**Exercise goal**
Gather each line containing the string "implementations" from these entries.
--- Information shown ---
//! Application services — use-case implementations.
//!
//! Each service struct accepts port trait implementations via generic parameters
//! (constructor injection), keeping this layer decoupled from concrete adapters.

pub mod address_autocomplete;
pub mod catalog_service;
pub mod submission_coordinator;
---
**Output of the exercise**
//! Application services — use-case implementations.
//! Each service struct accepts port trait implementations via generic parameters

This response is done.